(Dataset entries)
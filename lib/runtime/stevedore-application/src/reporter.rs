//! Periodic health reporting with a dead-man's-switch TTL.
//!
//! The reporter owns two tasks while running: a ticker that reads the
//! liveness signal every interval, and a dispatcher that forwards readings to
//! the monitoring sink. Both the ticker and the out-of-band path only publish
//! into a single latest-reading slot, so a slow sink never holds up event
//! handling or the next tick, and the sink always gets the newest reading.

use std::sync::Arc;

use anyhow::{Context, Result, bail};
use arc_swap::ArcSwapOption;
use tokio::runtime::Handle;
use tokio::sync::watch;
use tokio::time::{MissedTickBehavior, interval};
use tokio_util::sync::CancellationToken;
use tracing::{debug, info, trace, warn};

use stevedore_domain::{HealthReading, LivenessSignal, MonitoringEvent, ReporterConfig};
use stevedore_ports::MonitoringSink;

use crate::state_machine::LivenessStateMachine;

pub struct HealthReporter {
    machine: Arc<LivenessStateMachine>,
    sink: Arc<dyn MonitoringSink>,
    settings: ReporterConfig,
    running: ArcSwapOption<RunningReporter>,
}

struct RunningReporter {
    cancel: CancellationToken,
    latest: watch::Sender<Option<HealthReading>>,
}

impl HealthReporter {
    pub fn new(
        machine: Arc<LivenessStateMachine>,
        sink: Arc<dyn MonitoringSink>,
        settings: ReporterConfig,
    ) -> Self {
        Self {
            machine,
            sink,
            settings,
            running: ArcSwapOption::empty(),
        }
    }

    pub fn is_running(&self) -> bool {
        self.running.load().is_some()
    }

    /// Schedule the ticker (first tick fires immediately) and the sink
    /// dispatcher on the current tokio runtime.
    pub fn start(self: &Arc<Self>) -> Result<()> {
        if self.settings.interval_secs == 0 {
            bail!("reporter interval must be greater than zero");
        }
        let handle =
            Handle::try_current().context("health reporter must start inside a tokio runtime")?;

        let (latest, pending) = watch::channel(None);
        let cancel = CancellationToken::new();
        let running = Arc::new(RunningReporter {
            cancel: cancel.clone(),
            latest,
        });
        let idle: Option<Arc<RunningReporter>> = None;
        let previous = self.running.compare_and_swap(&idle, Some(running));
        if previous.is_some() {
            bail!("health reporter already running");
        }

        handle.spawn(dispatch(
            pending,
            Arc::clone(&self.sink),
            self.settings.service.clone(),
            self.settings.tags.clone(),
            cancel.clone(),
        ));
        handle.spawn(Arc::clone(self).tick(cancel));

        info!(
            service = %self.settings.service,
            interval_secs = self.settings.interval_secs,
            ttl_secs = self.settings.ttl().as_secs(),
            "health reporter started"
        );
        Ok(())
    }

    /// Cancel future ticks and out-of-band reports. Safe to call at any time.
    pub fn stop(&self) {
        if let Some(running) = self.running.swap(None) {
            running.cancel.cancel();
            info!(service = %self.settings.service, "health reporter stopped");
        }
    }

    /// Report whatever the state machine currently holds.
    pub fn report_current(&self) -> Option<HealthReading> {
        let signal = self.machine.read();
        if !signal.is_known() {
            trace!("no coordination event observed yet, withholding report");
        }
        self.emit(&signal)
    }

    /// Publish a reading for `signal`, replacing any reading the dispatcher
    /// has not picked up yet. Returns the published reading; nothing is
    /// published for an unknown signal or while stopped.
    pub fn emit(&self, signal: &LivenessSignal) -> Option<HealthReading> {
        let reading = HealthReading::from_signal(signal, self.settings.ttl())?;
        let guard = self.running.load();
        let Some(running) = &*guard else {
            debug!(%signal, "health reporter stopped, reading not sent");
            return None;
        };

        if let Some(superseded) = running.latest.send_replace(Some(reading.clone())) {
            trace!(ok = superseded.ok, "unsent health reading superseded");
        }
        Some(reading)
    }

    async fn tick(self: Arc<Self>, cancel: CancellationToken) {
        let mut ticker = interval(self.settings.interval());
        ticker.set_missed_tick_behavior(MissedTickBehavior::Skip);
        loop {
            tokio::select! {
                biased;
                _ = cancel.cancelled() => break,
                _ = ticker.tick() => {
                    self.report_current();
                }
            }
        }
        debug!("health reporter ticker exited");
    }
}

async fn dispatch(
    mut pending: watch::Receiver<Option<HealthReading>>,
    sink: Arc<dyn MonitoringSink>,
    service: String,
    tags: Vec<String>,
    cancel: CancellationToken,
) {
    loop {
        let reading = tokio::select! {
            biased;
            _ = cancel.cancelled() => break,
            changed = pending.changed() => match changed {
                Ok(()) => pending.borrow_and_update().clone(),
                Err(_) => break,
            },
        };
        let Some(reading) = reading else {
            continue;
        };

        let event = MonitoringEvent::from_reading(&service, &tags, &reading);
        if let Err(err) = sink.send(event).await {
            warn!(%service, ok = reading.ok, "failed to send health reading: {err:#}");
        }
    }
    debug!(%service, "monitoring dispatcher exited");
}
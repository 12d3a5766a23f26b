//! Liveness signal for the coordination-service link.

use serde::{Deserialize, Serialize};

pub const CONNECTION_LOST: &str = "CONNECTION_LOST";
pub const CONNECTION_SUSPENDED: &str = "CONNECTION_SUSPENDED";

/// Healthy/unhealthy classification of a signal, ignoring the reason.
#[derive(Debug, Clone, Copy, PartialEq, Eq)]
pub enum Coarse {
    Healthy,
    Unhealthy,
}

/// Current view of the coordination link.
///
/// `Unknown` means no coordination event has been observed yet. Once the
/// signal leaves `Unknown` it only moves between `Healthy` and `Unhealthy`.
#[derive(Debug, Clone, Default, PartialEq, Eq, Serialize, Deserialize)]
#[serde(tag = "status", content = "reason", rename_all = "snake_case")]
pub enum LivenessSignal {
    #[default]
    Unknown,
    Healthy,
    Unhealthy(String),
}

impl LivenessSignal {
    pub fn unhealthy(reason: impl Into<String>) -> Self {
        Self::Unhealthy(reason.into())
    }

    /// `None` while the signal is still `Unknown`.
    pub fn coarse(&self) -> Option<Coarse> {
        match self {
            Self::Unknown => None,
            Self::Healthy => Some(Coarse::Healthy),
            Self::Unhealthy(_) => Some(Coarse::Unhealthy),
        }
    }

    pub fn reason(&self) -> Option<&str> {
        match self {
            Self::Unhealthy(reason) => Some(reason.as_str()),
            _ => None,
        }
    }

    pub fn is_known(&self) -> bool {
        !matches!(self, Self::Unknown)
    }

    pub fn is_healthy(&self) -> bool {
        matches!(self, Self::Healthy)
    }
}

impl std::fmt::Display for LivenessSignal {
    fn fmt(&self, f: &mut std::fmt::Formatter<'_>) -> std::fmt::Result {
        match self {
            Self::Unknown => f.write_str("unknown"),
            Self::Healthy => f.write_str("healthy"),
            Self::Unhealthy(reason) => write!(f, "unhealthy ({reason})"),
        }
    }
}
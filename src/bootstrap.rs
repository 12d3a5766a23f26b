use std::path::Path;
use std::sync::Arc;

use anyhow::{Context, Result};
use tracing::info;

use stevedore_adapter_coordination::{ChildWatchClient, InMemoryCoordinationClient, WatchSubscription};
use stevedore_adapter_notification::sink_from_config;
use stevedore_application::LivenessMonitor;
use stevedore_domain::{LivenessConfig, config_path};
use stevedore_ports::{MonitoringSink, PortSet};

/// Watched subtree when no config file is present.
pub const DEFAULT_WATCH_PATH: &str = "/status/masters";

/// Load the monitor config.
///
/// An explicit path must exist. Otherwise the default location is used when
/// present, falling back to built-in defaults. `interval_secs` overrides the
/// reporting interval from the file.
pub fn load_config(explicit: Option<&Path>, interval_secs: Option<u64>) -> Result<LivenessConfig> {
    let mut config = match explicit {
        Some(path) => LivenessConfig::load_from_path(path)?,
        None => {
            let path = config_path();
            if path.exists() {
                LivenessConfig::load_from_path(&path)?
            } else {
                info!(path = %path.display(), "no liveness config found, using defaults");
                LivenessConfig::new(DEFAULT_WATCH_PATH)
            }
        }
    };
    if let Some(secs) = interval_secs {
        config.reporter.interval_secs = secs;
    }
    config.validate().context("invalid liveness settings")?;
    Ok(config)
}

/// Subscribe a monitor to `client` and report through `sink`.
pub fn build_monitor<C>(
    config: &LivenessConfig,
    client: Arc<C>,
    sink: Arc<dyn MonitoringSink>,
) -> Result<LivenessMonitor>
where
    C: ChildWatchClient + 'static,
{
    let subscription = Arc::new(WatchSubscription::new(client));
    LivenessMonitor::new(config, PortSet::new(subscription, sink))
}

pub struct InMemoryWiring {
    pub client: Arc<InMemoryCoordinationClient>,
    pub monitor: LivenessMonitor,
}

/// Monitor over an in-process coordination client, with the configured sink.
pub fn wire_in_memory(config: &LivenessConfig) -> Result<InMemoryWiring> {
    let sink = sink_from_config(&config.sink)?;
    let client = Arc::new(InMemoryCoordinationClient::new());
    let monitor = build_monitor(config, Arc::clone(&client), sink)?;
    Ok(InMemoryWiring { client, monitor })
}
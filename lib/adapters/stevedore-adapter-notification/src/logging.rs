use anyhow::Result;
use async_trait::async_trait;
use tracing::{info, warn};

use stevedore_domain::{EventState, MonitoringEvent};
use stevedore_ports::MonitoringSink;

/// Writes every health event to the process log.
#[derive(Debug, Clone, Copy, Default)]
pub struct LogSink;

#[async_trait]
impl MonitoringSink for LogSink {
    async fn send(&self, event: MonitoringEvent) -> Result<()> {
        let tags = event.tags.join(",");
        match event.state {
            EventState::Ok => info!(
                service = %event.service,
                state = event.state.as_str(),
                metric = event.metric,
                ttl_secs = event.ttl_seconds,
                %tags,
                "health event"
            ),
            EventState::Critical => warn!(
                service = %event.service,
                state = event.state.as_str(),
                metric = event.metric,
                ttl_secs = event.ttl_seconds,
                %tags,
                description = event.description.as_deref().unwrap_or_default(),
                "health event"
            ),
        }
        Ok(())
    }
}

#[cfg(test)]
mod tests {
    use super::*;
    use stevedore_domain::HealthReading;

    #[tokio::test]
    async fn test_accepts_both_states() {
        let sink = LogSink;
        for ok in [true, false] {
            let reading = HealthReading {
                ok,
                reason: (!ok).then(|| "CONNECTION_SUSPENDED".to_string()),
                ttl_seconds: 15,
            };
            let event = MonitoringEvent::from_reading("coordination-connection", &[], &reading);
            assert!(sink.send(event).await.is_ok());
        }
    }
}
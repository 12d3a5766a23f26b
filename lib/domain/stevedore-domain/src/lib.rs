//! Domain models and invariants.

pub mod config;
pub mod events;
pub mod liveness;
pub mod reading;

pub use config::{
    CoordinationConfig, LivenessConfig, ReporterConfig, SinkConfig, TTL_INTERVALS, config_path,
};
pub use events::CoordinationEvent;
pub use liveness::{CONNECTION_LOST, CONNECTION_SUSPENDED, Coarse, LivenessSignal};
pub use reading::{EventState, HealthReading, MonitoringEvent, Readiness, now_millis};
//! Liveness monitor configuration loaded from YAML.

use std::env;
use std::path::{Path, PathBuf};
use std::time::Duration;

use anyhow::{Context, Result, bail};
use serde::{Deserialize, Serialize};

/// Reports older than this many intervals are considered stale downstream.
pub const TTL_INTERVALS: u32 = 3;

#[derive(Debug, Clone, PartialEq, Serialize, Deserialize)]
pub struct LivenessConfig {
    pub coordination: CoordinationConfig,
    #[serde(default)]
    pub reporter: ReporterConfig,
    #[serde(default)]
    pub sink: SinkConfig,
}

#[derive(Debug, Clone, PartialEq, Eq, Serialize, Deserialize)]
pub struct CoordinationConfig {
    /// Subtree whose children are watched.
    pub path: String,
}

#[derive(Debug, Clone, PartialEq, Eq, Serialize, Deserialize)]
pub struct ReporterConfig {
    #[serde(default = "default_interval_secs")]
    pub interval_secs: u64,
    #[serde(default = "default_service")]
    pub service: String,
    #[serde(default = "default_tags")]
    pub tags: Vec<String>,
}

impl Default for ReporterConfig {
    fn default() -> Self {
        Self {
            interval_secs: default_interval_secs(),
            service: default_service(),
            tags: default_tags(),
        }
    }
}

impl ReporterConfig {
    pub fn interval(&self) -> Duration {
        Duration::from_secs(self.interval_secs)
    }

    pub fn ttl(&self) -> Duration {
        self.interval() * TTL_INTERVALS
    }
}

#[derive(Debug, Clone, Default, PartialEq, Eq, Serialize, Deserialize)]
#[serde(tag = "kind", rename_all = "snake_case")]
pub enum SinkConfig {
    #[default]
    Log,
    Disabled,
    Http {
        url: String,
    },
}

fn default_interval_secs() -> u64 {
    5
}

fn default_service() -> String {
    "coordination-connection".to_string()
}

fn default_tags() -> Vec<String> {
    vec!["coordination".to_string(), "connection".to_string()]
}

impl LivenessConfig {
    pub fn new(path: impl Into<String>) -> Self {
        Self {
            coordination: CoordinationConfig { path: path.into() },
            reporter: ReporterConfig::default(),
            sink: SinkConfig::default(),
        }
    }

    pub fn load_from_path(path: &Path) -> Result<Self> {
        let raw = std::fs::read_to_string(path)
            .with_context(|| format!("failed to read liveness config at {}", path.display()))?;
        Self::from_yaml_str(&raw)
            .with_context(|| format!("invalid liveness config at {}", path.display()))
    }

    pub fn from_yaml_str(raw: &str) -> Result<Self> {
        let config: Self = serde_yaml::from_str(raw).context("failed to parse liveness config")?;
        config.validate()?;
        Ok(config)
    }

    pub fn validate(&self) -> Result<()> {
        if !self.coordination.path.starts_with('/') {
            bail!(
                "coordination.path must be absolute, got {:?}",
                self.coordination.path
            );
        }
        if self.reporter.interval_secs == 0 {
            bail!("reporter.interval_secs must be greater than zero");
        }
        if self.reporter.service.trim().is_empty() {
            bail!("reporter.service must not be empty");
        }
        if let SinkConfig::Http { url } = &self.sink {
            if !(url.starts_with("http://") || url.starts_with("https://")) {
                bail!("sink.url must be an http(s) URL, got {url:?}");
            }
        }
        Ok(())
    }
}

/// Resolve the config file location: `STEVEDORE_CONFIG_PATH`, then
/// `$HOME/.stevedore/liveness.yaml`, then the working directory.
pub fn config_path() -> PathBuf {
    if let Ok(path) = env::var("STEVEDORE_CONFIG_PATH") {
        return PathBuf::from(path);
    }

    if let Ok(home) = env::var("HOME") {
        return Path::new(&home).join(".stevedore").join("liveness.yaml");
    }

    PathBuf::from("stevedore-liveness.yaml")
}

#[cfg(test)]
mod tests {
    use super::*;
    use std::io::Write;

    #[test]
    fn test_defaults_fill_missing_sections() {
        let config = LivenessConfig::from_yaml_str("coordination:\n  path: /status/masters\n")
            .unwrap();
        assert_eq!(config.reporter, ReporterConfig::default());
        assert_eq!(config.sink, SinkConfig::Log);
        assert_eq!(config.reporter.interval(), Duration::from_secs(5));
        assert_eq!(config.reporter.ttl(), Duration::from_secs(15));
    }

    #[test]
    fn test_http_sink_and_overrides() {
        let raw = r#"
coordination:
  path: /status/masters
reporter:
  interval_secs: 10
  service: zk-link
  tags: [zookeeper]
sink:
  kind: http
  url: http://monitoring.local/events
"#;
        let config = LivenessConfig::from_yaml_str(raw).unwrap();
        assert_eq!(config.reporter.ttl(), Duration::from_secs(30));
        assert_eq!(config.reporter.service, "zk-link");
        assert_eq!(config.reporter.tags, vec!["zookeeper".to_string()]);
        assert_eq!(
            config.sink,
            SinkConfig::Http {
                url: "http://monitoring.local/events".to_string()
            }
        );
    }

    #[test]
    fn test_rejects_zero_interval() {
        let raw = "coordination:\n  path: /status\nreporter:\n  interval_secs: 0\n";
        let err = LivenessConfig::from_yaml_str(raw).unwrap_err();
        assert!(err.to_string().contains("interval_secs"));
    }

    #[test]
    fn test_rejects_relative_path() {
        let err = LivenessConfig::from_yaml_str("coordination:\n  path: status\n").unwrap_err();
        assert!(err.to_string().contains("absolute"));
    }

    #[test]
    fn test_load_from_path() {
        let mut file = tempfile::NamedTempFile::new().unwrap();
        writeln!(file, "coordination:\n  path: /status/agents").unwrap();
        let config = LivenessConfig::load_from_path(file.path()).unwrap();
        assert_eq!(config.coordination.path, "/status/agents");

        let missing = file.path().with_extension("missing");
        let err = LivenessConfig::load_from_path(&missing).unwrap_err();
        assert!(err.to_string().contains("failed to read liveness config"));
    }
}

WHAT TO PRODUCE: Beginning at the line above that contains "the configured sink.", return each line exactly through the line that contains "let monitor = build_monitor(config, Arc::clone(&client), sink)?;", and no others.

THE COMPLETED TASK:
/// Monitor over an in-process coordination client, with the configured sink.
pub fn wire_in_memory(config: &LivenessConfig) -> Result<InMemoryWiring> {
    let sink = sink_from_config(&config.sink)?;
    let client = Arc::new(InMemoryCoordinationClient::new());
    let monitor = build_monitor(config, Arc::clone(&client), sink)?;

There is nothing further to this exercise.